До конца июня он проработал у Збарских, в начале июля вернулся в Молоди, где проводили лето родители, а осенью подготовил рукопись новой книги. Название из нескольких предложенных — как обычно, претенциозных — выбрал все тот же Бобров. В это время Збарские переехали в Тихие Горы — небольшой заводской город на Каме, где по проекту Бориса Ильича строился новый завод, производящий хлороформ. Пастернака устроили работать к директору завода Карпову — воспитателем его сына. Одновременно на него возложены были обязанности письмоводителя — в конторе заводов он отвечал за воинский учет.
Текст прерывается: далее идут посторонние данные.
//! Revenue Page

use bizdash::render::REVENUE_SUMMARY;
use leptos::*;

use crate::components::{Chart, ChartKind};
use crate::state::global::GlobalState;

#[component]
pub fn Revenue() -> impl IntoView {
    let state = use_context::<GlobalState>().expect("GlobalState not found");
    let chart = Signal::derive(move || state.views.with(|v| v.pie.clone()));

    view! {
        <section class="card glass" aria-label="Revenue">
            <div class="card-header">
                <h3>"Revenue"</h3>
            </div>
            <p class="summary">{REVENUE_SUMMARY}</p>
            <Chart data=chart kind=ChartKind::Pie label="Revenue split by category" height=300 />
        </section>
    }
}
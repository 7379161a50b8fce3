//! Cache entry shared by the bucket index and the recency list.
//!
//! ```text
//!   ┌──────────────────────────────────────────────┐
//!   │                 Entry<K, V>                  │
//!   ├──────────────────────────────────────────────┤
//!   │  key, value                                  │
//!   │  prev, next : Option<SlotId>  recency list   │
//!   │  chain      : Option<SlotId>  bucket chain   │
//!   │  linked     : bool            in both or in  │
//!   │                               neither        │
//!   └──────────────────────────────────────────────┘
//! ```
//!
//! Links are plain arena handles with no ownership; only the arena owns the
//! entry.

use crate::ds::slot_arena::SlotId;

#[derive(Debug, Clone)]
pub struct Entry<K, V> {
    pub(crate) key: K,
    pub(crate) value: V,
    pub(crate) prev: Option<SlotId>,
    pub(crate) next: Option<SlotId>,
    pub(crate) chain: Option<SlotId>,
    pub(crate) linked: bool,
}

impl<K, V> Entry<K, V> {
    /// Creates an entry that belongs to neither structure yet.
    pub(crate) fn detached(key: K, value: V) -> Self {
        Self {
            key,
            value,
            prev: None,
            next: None,
            chain: None,
            linked: false,
        }
    }

    pub fn key(&self) -> &K {
        &self.key
    }

    pub fn value(&self) -> &V {
        &self.value
    }

    /// Returns `true` while the entry is threaded through the bucket index
    /// and the recency list.
    pub fn is_linked(&self) -> bool {
        self.linked
    }
}
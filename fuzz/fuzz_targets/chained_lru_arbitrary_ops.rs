#![no_main]

use chainlru::ChainedLru;
use libfuzzer_sys::fuzz_target;
use std::collections::VecDeque;

// Fuzz arbitrary operation sequences on ChainedLru
//
// The first two bytes pick bucket count and capacity. The rest drives add,
// search, remove, peek and clear against an MRU-ordered reference list.
fuzz_target!(|data: &[u8]| {
    if data.len() < 2 {
        return;
    }

    let bucket_count = usize::from(data[0] % 16) + 1;
    let capacity = usize::from(data[1] % 24);
    let mut cache: ChainedLru<u8, u8> = ChainedLru::new(bucket_count, capacity);
    let mut reference: VecDeque<(u8, u8)> = VecDeque::new();

    let mut idx = 2;
    while idx + 1 < data.len() {
        let op = data[idx] % 5;
        let key = data[idx + 1] % 48;

        match op {
            0 => {
                // add
                let value = data[idx + 1];
                let result = cache.add(key, value);

                if let Some(pos) = reference.iter().position(|&(k, _)| k == key) {
                    reference.remove(pos);
                    reference.push_front((key, value));
                    assert!(result.is_ok());
                } else if capacity == 0 {
                    assert!(result.is_err());
                } else {
                    assert!(result.is_ok());
                    if reference.len() == capacity {
                        reference.pop_back();
                    }
                    reference.push_front((key, value));
                }
            }
            1 => {
                // search
                let found = cache.get(key).copied();
                let expected = reference
                    .iter()
                    .position(|&(k, _)| k == key)
                    .and_then(|pos| reference.remove(pos));
                if let Some(item) = expected {
                    reference.push_front(item);
                }
                assert_eq!(found, expected.map(|(_, v)| v));
            }
            2 => {
                // remove
                let removed = cache.remove(key);
                let expected = reference
                    .iter()
                    .position(|&(k, _)| k == key)
                    .and_then(|pos| reference.remove(pos))
                    .map(|(_, v)| v);
                assert_eq!(removed, expected);
            }
            3 => {
                // peek (read-only)
                let expected = reference.iter().find(|&&(k, _)| k == key).map(|&(_, v)| v);
                assert_eq!(cache.peek(key).copied(), expected);
            }
            4 => {
                // clear, rarely
                if data[idx + 1] == 0 {
                    cache.clear();
                    reference.clear();
                }
            }
            _ => unreachable!(),
        }

        assert_eq!(cache.len(), reference.len());
        assert!(cache.len() <= cache.capacity());
        let order: Vec<(u8, u8)> = cache.iter().map(|(k, v)| (k, *v)).collect();
        assert!(order.iter().eq(reference.iter()));
        cache.check_invariants().unwrap();

        idx += 2;
    }
});
//! # Chained-Hash LRU Cache
//!
//! Fixed-capacity integer key/value cache with least-recently-used eviction.
//! A chained bucket index answers lookups, a doubly linked recency list
//! orders entries for eviction, and both thread through the same entries.
//!
//! ## Architecture
//!
//! ```text
//!   ┌──────────────────────────────────────────────────────────────────────┐
//!   │                        ChainedLru<K, V, H>                           │
//!   │                                                                      │
//!   │   BucketIndex<H>                     SlotArena<Entry<K, V>>          │
//!   │   ┌────────┐                         ┌────────┬──────────────────┐   │
//!   │   │ b[0]   │──► id_2 ─chain─► id_0   │ id_0   │ k=4 prev next .. │   │
//!   │   │ b[1]   │──► id_1                 │ id_1   │ k=1 prev next .. │   │
//!   │   │ b[2]   │──► None                 │ id_2   │ k=8 prev next .. │   │
//!   │   │ b[3]   │──► None                 └────────┴──────────────────┘   │
//!   │   └────────┘                                                         │
//!   │                                                                      │
//!   │   RecencyList:  head ──► [id_1] ◄──► [id_2] ◄──► [id_0] ◄── tail     │
//!   │                          MRU                      LRU                │
//!   └──────────────────────────────────────────────────────────────────────┘
//! ```
//!
//! Every linked entry is in exactly one bucket chain (the one its key maps
//! to) and at exactly one position in the recency list.
//!
//! ## Operations
//!
//! | Method            | Cost          | Description                                  |
//! |-------------------|---------------|----------------------------------------------|
//! | `add(k, v)`       | O(chain)      | Insert at head; reclaims the tail when full  |
//! | `search(k)`       | O(chain)      | Find and promote to head                     |
//! | `remove(k)`       | O(chain)      | Unlink and free                              |
//! | `pop(id)`         | O(chain)      | Unlink from both structures, keep storage    |
//! | `push(id)`        | O(chain)      | Link a detached entry at the head            |
//! | `peek(k)`         | O(chain)      | Find without promoting                       |
//! | `peek_lru()`      | O(1)          | Tail entry                                   |
//! | `clear()`         | O(n)          | Release every entry                          |
//!
//! ## Reclaim on a full cache
//!
//! ```text
//!   Before (capacity = 3):
//!     head ──► [A] ◄──► [B] ◄──► [C] ◄── tail
//!
//!   add(D):
//!     1. pop(C): unlink from its bucket chain and the recency list
//!     2. overwrite C's slot with D (the slot moves to a new generation)
//!     3. push(D): link into D's bucket and at the head
//!
//!   After:
//!     head ──► [D] ◄──► [A] ◄──► [B] ◄── tail
//! ```
//!
//! Once the cache is full, every insert of a new key reuses the tail's slot.
//! No fresh storage is allocated at that point.
//!
//! ## Example
//!
//! ```
//! use chainlru::policy::lru::ChainedLru;
//!
//! let mut cache: ChainedLru<u32, u32> = ChainedLru::new(4, 2);
//! cache.add(1, 10).unwrap();
//! cache.add(2, 20).unwrap();
//!
//! assert_eq!(cache.get(1), Some(&10)); // 1 is now MRU
//! cache.add(3, 30).unwrap(); // evicts 2
//!
//! assert!(cache.search(2).is_none());
//! assert!(cache.contains(1) && cache.contains(3));
//! ```
//!
//! ## Thread Safety
//!
//! `ChainedLru` is a plain single-threaded structure. Wrap it in a lock to
//! share it.

use std::fmt;

use rustc_hash::FxHashSet;
use tracing::{debug, trace, warn};
//! Prints the bucket view and the recency view of a small cache.
//!
//! ```text
//! cargo run --example print_cache
//! RUST_LOG=chainlru=trace cargo run --example print_cache
//! ```

use chainlru::ChainedLru;
use tracing_subscriber::EnvFilter;

fn print_buckets(cache: &ChainedLru<i32, i32>) {
    for (bucket, key, value) in cache.bucket_entries() {
        println!("bucket {bucket} | key {key} | value {value}");
    }
}

fn print_list(cache: &ChainedLru<i32, i32>) {
    for (index, (key, value)) in cache.iter().enumerate() {
        println!("list index {index} | key {key} | value {value}");
    }
}

fn main() -> Result<(), chainlru::CacheError> {
    tracing_subscriber::fmt()
        .with_env_filter(EnvFilter::try_from_default_env().unwrap_or_else(|_| "info".into()))
        .init();

    let mut cache: ChainedLru<i32, i32> = ChainedLru::try_new(4, 5)?;
    for key in [1, 5, 2, 9, 6] {
        cache.add(key, key * 10)?;
    }
    cache.search(1);
    cache.add(13, 130)?;
    cache.remove(6);

    println!("-- buckets --");
    print_buckets(&cache);
    println!("-- recency (MRU first) --");
    print_list(&cache);
    Ok(())
}
//! Error types for the chainlru library.
//!
//! ## Key Components
//!
//! - [`CacheError`]: Status returned by every fallible cache operation
//!   (`add`, `pop`, `push`, `allocate`, `release`, construction).
//! - [`ConfigError`]: Returned when construction parameters are invalid
//!   (e.g. a bucket count of zero).
//! - [`InvariantError`]: Returned by [`ChainedLru::check_invariants`] when the
//!   bucket index and the recency list disagree.
//!
//! ## Example Usage
//!
//! ```
//! use chainlru::error::CacheError;
//! use chainlru::policy::lru::ChainedLru;
//!
//! let bad = ChainedLru::<u32, u32>::try_new(0, 8);
//! assert!(matches!(bad, Err(CacheError::Config(_))));
//!
//! let mut cache = ChainedLru::<u32, u32>::try_new(4, 0).unwrap();
//! assert_eq!(cache.add(1, 10), Err(CacheError::AllocationFailure));
//! ```
//!
//! [`ChainedLru::check_invariants`]: crate::policy::lru::ChainedLru::check_invariants

use std::fmt;

// ---------------------------------------------------------------------------
// CacheError
// ---------------------------------------------------------------------------

/// Status of a failed cache operation.
///
/// None of the operations that return this error leave the bucket index and
/// the recency list out of step with each other.
#[derive(Debug, Clone, PartialEq, Eq)]
#[non_exhaustive]
pub enum CacheError {
    /// The entry handle does not refer to live storage (never allocated,
    /// released, or reclaimed since the handle was taken).
    Null,
    /// No storage could be obtained and there was no entry to reclaim.
    AllocationFailure,
    /// The entry or key is absent from the structure that was searched.
    NotFound,
    /// The cache already holds `capacity` linked entries.
    Full,
    /// The entry is already linked into the cache.
    Linked,
    /// Another entry for the same key is already linked and duplicate keys
    /// are not allowed.
    Duplicate,
    /// Construction parameters were rejected.
    Config(ConfigError),
}

impl fmt::Display for CacheError {
    fn fmt(&self, f: &mut fmt::Formatter<'_>) -> fmt::Result {
        match self {
            CacheError::Null => f.write_str("entry handle does not refer to live storage"),
            CacheError::AllocationFailure => {
                f.write_str("no storage available and no entry to reclaim")
            },
            CacheError::NotFound => f.write_str("entry not found"),
            CacheError::Full => f.write_str("cache is at capacity"),
            CacheError::Linked => f.write_str("entry is already linked into the cache"),
            CacheError::Duplicate => f.write_str("an entry for this key is already linked"),
            CacheError::Config(err) => write!(f, "invalid configuration: {err}"),
        }
    }
}

impl std::error::Error for CacheError {
    fn source(&self) -> Option<&(dyn std::error::Error + 'static)> {
        match self {
            CacheError::Config(err) => Some(err),
            _ => None,
        }
    }
}

impl From<ConfigError> for CacheError {
    fn from(err: ConfigError) -> Self {
        CacheError::Config(err)
    }
}

// ---------------------------------------------------------------------------
// InvariantError
// ---------------------------------------------------------------------------

/// Error returned when internal cache invariants are violated.
///
/// Produced by [`ChainedLru::check_invariants`](crate::policy::lru::ChainedLru::check_invariants).
/// Carries a human-readable description of which invariant failed.
#[derive(Debug, Clone, PartialEq, Eq)]
pub struct InvariantError(String);

impl InvariantError {
    /// Creates a new `InvariantError` with the given description.
    #[inline]
    pub fn new(msg: impl Into<String>) -> Self {
        Self(msg.into())
    }

    /// Returns the error description.
    #[inline]
    pub fn message(&self) -> &str {
        &self.0
    }
}

impl fmt::Display for InvariantError {
    fn fmt(&self, f: &mut fmt::Formatter<'_>) -> fmt::Result {
        f.write_str(&self.0)
    }
}

impl std::error::Error for InvariantError {}

// ---------------------------------------------------------------------------
// ConfigError
// ---------------------------------------------------------------------------

/// Error returned when cache configuration parameters are invalid.
///
/// Produced by [`ChainedLru::try_new`](crate::policy::lru::ChainedLru::try_new)
/// and [`LruBuilder::try_build`](crate::builder::LruBuilder::try_build), wrapped
/// in [`CacheError::Config`].
///
/// # Example
///
/// ```
/// use chainlru::builder::LruBuilder;
/// use chainlru::error::CacheError;
///
/// let err = LruBuilder::new(8)
///     .bucket_count(0)
///     .try_build::<u64, u64>()
///     .unwrap_err();
/// assert!(err.to_string().contains("bucket_count"));
/// ```
#[derive(Debug, Clone, PartialEq, Eq)]
pub struct ConfigError(String);

impl ConfigError {
    /// Creates a new `ConfigError` with the given description.
    #[inline]
    pub fn new(msg: impl Into<String>) -> Self {
        Self(msg.into())
    }

    /// Returns the error description.
    #[inline]
    pub fn message(&self) -> &str {
        &self.0
    }
}

impl fmt::Display for ConfigError {
    fn fmt(&self, f: &mut fmt::Formatter<'_>) -> fmt::Result {
        f.write_str(&self.0)
    }
}

impl std::error::Error for ConfigError {}

// ---------------------------------------------------------------------------
// Tests
// ---------------------------------------------------------------------------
«Чепуха это страшная, но рискованная в том смысле, что всех несметных сотен татар, вотяков, башкир и т.д., целыми деревнями закрепощенных новыми видами подучетности (…), созвать и записать нет возможности… Если (…) пропустишь или ко времени не подашь ходатайства в Комитет хоть на одного, то именно этот один и будет взят в солдаты. (…) Вот сегодня хотя бы, брякнулся один из таких Миннибаев в ноги, чтоб я его на смерть не посылал. Не беспокойтесь. На смерть ему идти не придется. Все, что можно, делаю я, в пределах законности, как меня просил тот же Миннибай».

Сам Пастернак после переосвидетельствования в декабре 1916 года получил «окончательный белый билет».
Для души он в это время переводит трагедию Суинберна «Шателяр» о Марии Стюарт (переводить трагедии о ней ему в жизни придется еще дважды — он сделает русские версии драм Шиллера и Словацкого и станет шутить, что Мария ему как родная стала). Перевод был потерян в типографии в 1920 году, при очередной попытке его напечатать; Пастернак не умел беречь рукописи.
Корректуру сборника «Поверх барьеров» он не держал, книга вышла со множеством ошибок, но все равно чрезвычайно его обрадовала.

«Мне нравится книжка. Что ни говори — она — (…) мало на что-нибудь, кроме себя самой, похожа».